Q1 2026 Market Commentary

Inflation in a Rapidly Changing World

Even beyond the current headline spike in oil prices and the current cost of living, we are looking further ahead toward 2027–2028. The relevant question for investors is no longer whether inflation persists, but how it manifests. Inflation, in our view, is not going away - it is shifting in character.
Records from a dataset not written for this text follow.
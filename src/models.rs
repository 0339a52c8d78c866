// Copyright (C) 2025 The rsk-smoke-tests project.
//
// models.rs file belongs to the rsk-smoke-tests project and is free
// software distributed under the MIT software license, see the
// accompanying file LICENSE in the main directory of the
// repository or http://www.opensource.org/licenses/mit-license.php
// for more details.
//
// Redistribution and use in source and binary forms with or without
// modifications are permitted.

//! Wire types for the JSON-RPC 2.0 exchange with the node.

use crate::error::{Result, RpcError};
use serde::{Deserialize, Serialize};
use serde_json::Value;

/// JSON-RPC request envelope.
#[derive(Debug, Clone, Serialize, Deserialize)]
pub struct RpcRequest {
    /// Request ID.
    pub id: u64,

    /// JSON-RPC version.
    #[serde(rename = "jsonrpc")]
    pub json_rpc: String,

    /// Method name.
    pub method: String,

    /// Method parameters.
    pub params: Vec<Value>,
}

impl RpcRequest {
    /// Creates a new request envelope.
    pub fn new(method: &str, params: Vec<Value>) -> Self {
        Self {
            id: 1,
            json_rpc: "2.0".to_string(),
            method: method.to_string(),
            params,
        }
    }
}

/// JSON-RPC response envelope.
#[derive(Debug, Clone, Serialize, Deserialize)]
pub struct RpcResponse {
    /// Response ID.
    pub id: Value,

    /// JSON-RPC version.
    #[serde(rename = "jsonrpc")]
    pub json_rpc: String,

    /// Error if present.
    #[serde(default, skip_serializing_if = "Option::is_none")]
    pub error: Option<RpcResponseError>,

    /// Result if successful. A `null` result deserializes to `None`.
    #[serde(default, skip_serializing_if = "Option::is_none")]
    pub result: Option<Value>,
}

/// JSON-RPC error object.
#[derive(Debug, Clone, Serialize, Deserialize)]
pub struct RpcResponseError {
    /// Error code.
    pub code: i64,

    /// Error message.
    pub message: String,

    /// Additional error data.
    #[serde(default, skip_serializing_if = "Option::is_none")]
    pub data: Option<Value>,
}

/// Transaction request submitted through `eth_sendTransaction` / `eth_call`.
///
/// Every field is optional; the node fills gas, gas price and nonce for
/// regtest accounts it controls.
#[derive(Debug, Clone, Default, Serialize, Deserialize)]
#[serde(rename_all = "camelCase")]
pub struct TransactionRequest {
    #[serde(skip_serializing_if = "Option::is_none")]
    pub from: Option<String>,
    #[serde(skip_serializing_if = "Option::is_none")]
    pub to: Option<String>,
    #[serde(skip_serializing_if = "Option::is_none")]
    pub gas: Option<String>,
    #[serde(skip_serializing_if = "Option::is_none")]
    pub gas_price: Option<String>,
    #[serde(skip_serializing_if = "Option::is_none")]
    pub value: Option<String>,
    #[serde(skip_serializing_if = "Option::is_none")]
    pub data: Option<String>,
    #[serde(skip_serializing_if = "Option::is_none")]
    pub nonce: Option<String>,
}

/// Transaction receipt as returned by `eth_getTransactionReceipt`, after
/// normalization.
#[derive(Debug, Clone, Serialize, Deserialize)]
#[serde(rename_all = "camelCase")]
pub struct TransactionReceipt {
    pub transaction_hash: String,
    #[serde(default)]
    pub transaction_index: Option<String>,
    #[serde(default)]
    pub block_hash: Option<String>,
    #[serde(default)]
    pub block_number: Option<String>,
    #[serde(default)]
    pub contract_address: Option<String>,
    #[serde(default)]
    pub status: Option<String>,
    #[serde(default)]
    pub root: Option<String>,
    #[serde(default)]
    pub logs_bloom: Option<String>,
    #[serde(default)]
    pub gas_used: Option<String>,
    #[serde(default)]
    pub cumulative_gas_used: Option<String>,
    #[serde(default)]
    pub logs: Vec<Value>,
}

impl TransactionReceipt {
    /// Parses a raw receipt payload, applying field substitutions first.
    ///
    /// For each `(target, source)` pair the value under `source` is copied
    /// over `target`, which lets a node whose `target` field has an
    /// unexpected shape still produce a parseable receipt.
    pub fn from_value(mut value: Value, substitutions: &[(String, String)]) -> Result<Self> {
        apply_substitutions(&mut value, substitutions);
        Ok(serde_json::from_value(value)?)
    }

    /// Block number the transaction landed in, if already mined.
    pub fn block_number_value(&self) -> Option<u64> {
        self.block_number
            .as_deref()
            .and_then(|s| parse_quantity(s).ok())
    }
}

fn apply_substitutions(value: &mut Value, substitutions: &[(String, String)]) {
    if let Value::Object(map) = value {
        for (target, source) in substitutions {
            if let Some(replacement) = map.get(source).cloned() {
                map.insert(target.clone(), replacement);
            }
        }
    }
}

/// Parses a hexadecimal JSON-RPC quantity (`"0x21"` → 33).
pub fn parse_quantity(s: &str) -> Result<u64> {
    let hex = s.strip_prefix("0x").unwrap_or(s);
    u64::from_str_radix(hex, 16)
        .map_err(|e| RpcError::invalid_response(format!("bad hex quantity {s:?}: {e}")))
}

#[cfg(test)]
mod tests {
    use super::*;
    use serde_json::json;

    #[test]
    fn parse_quantity_accepts_prefixed_hex() {
        assert_eq!(parse_quantity("0x21").unwrap(), 33);
        assert_eq!(parse_quantity("0x0").unwrap(), 0);
        assert_eq!(parse_quantity("2a").unwrap(), 42);
    }

    #[test]
    fn parse_quantity_rejects_garbage() {
        assert!(parse_quantity("0x").is_err());
        assert!(parse_quantity("not hex").is_err());
    }

    #[test]
    fn request_envelope_serializes_as_json_rpc_2() {
        let request = RpcRequest::new("eth_chainId", vec![]);
        let json = serde_json::to_value(&request).unwrap();
        assert_eq!(json["jsonrpc"], "2.0");
        assert_eq!(json["method"], "eth_chainId");
        assert_eq!(json["params"], json!([]));
        assert_eq!(json["id"], 1);
    }

    #[test]
    fn transaction_request_skips_unset_fields() {
        let tx = TransactionRequest {
            to: Some("0x01".into()),
            data: Some("0x6d4ce63c".into()),
            ..Default::default()
        };
        let json = serde_json::to_string(&tx).unwrap();
        assert_eq!(json, r#"{"to":"0x01","data":"0x6d4ce63c"}"#);
    }

    fn well_formed_receipt_with(root: Value) -> Value {
        json!({
            "transactionHash": "0xaa",
            "transactionIndex": "0x0",
            "blockHash": "0xbb",
            "blockNumber": "0x10",
            "contractAddress": null,
            "status": "0x1",
            "root": root,
            "logsBloom": "0x0000",
            "gasUsed": "0x5208",
            "cumulativeGasUsed": "0x5208",
            "logs": []
        })
    }

    #[test]
    fn receipt_with_malformed_root_fails_without_substitution() {
        let payload = well_formed_receipt_with(json!(1234));
        assert!(TransactionReceipt::from_value(payload, &[]).is_err());
    }

    #[test]
    fn substitution_makes_malformed_root_parseable() {
        let payload = well_formed_receipt_with(json!(1234));
        let subs = vec![("root".to_string(), "logsBloom".to_string())];
        let receipt = TransactionReceipt::from_value(payload, &subs).unwrap();
        assert_eq!(receipt.root.as_deref(), Some("0x0000"));
        assert_eq!(receipt.block_number_value(), Some(16));
    }

    #[test]
    fn substitution_with_absent_source_is_a_no_op() {
        let mut payload = well_formed_receipt_with(json!("0xcc"));
        payload.as_object_mut().unwrap().remove("logsBloom");
        let subs = vec![("root".to_string(), "logsBloom".to_string())];
        let receipt = TransactionReceipt::from_value(payload, &subs).unwrap();
        assert_eq!(receipt.root.as_deref(), Some("0xcc"));
    }

    #[test]
    fn response_with_error_object_parses() {
        let raw = r#"{"id":1,"jsonrpc":"2.0","error":{"code":-32601,"message":"method not found"}}"#;
        let response: RpcResponse = serde_json::from_str(raw).unwrap();
        let error = response.error.unwrap();
        assert_eq!(error.code, -32601);
        assert_eq!(error.message, "method not found");
        assert!(response.result.is_none());
    }
}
 The next inflation regime, if it takes hold, is unlikely to resemble the post-COVID surge driven by supply chain breakdowns and stimulus-fueled demand. Instead, inflation may increasingly reflect relative price shifts:

  • Upward pressure from a world in which nations, corporations, and households are intentionally paying more for security, resilience, and control. 
  • Offset by downward pressure, or at least cost compression, in technology and certain services.

 This distinction matters. Inflation driven by strategic choice behaves very differently than inflation driven by temporary dislocation and understanding that difference is critical for portfolio positioning.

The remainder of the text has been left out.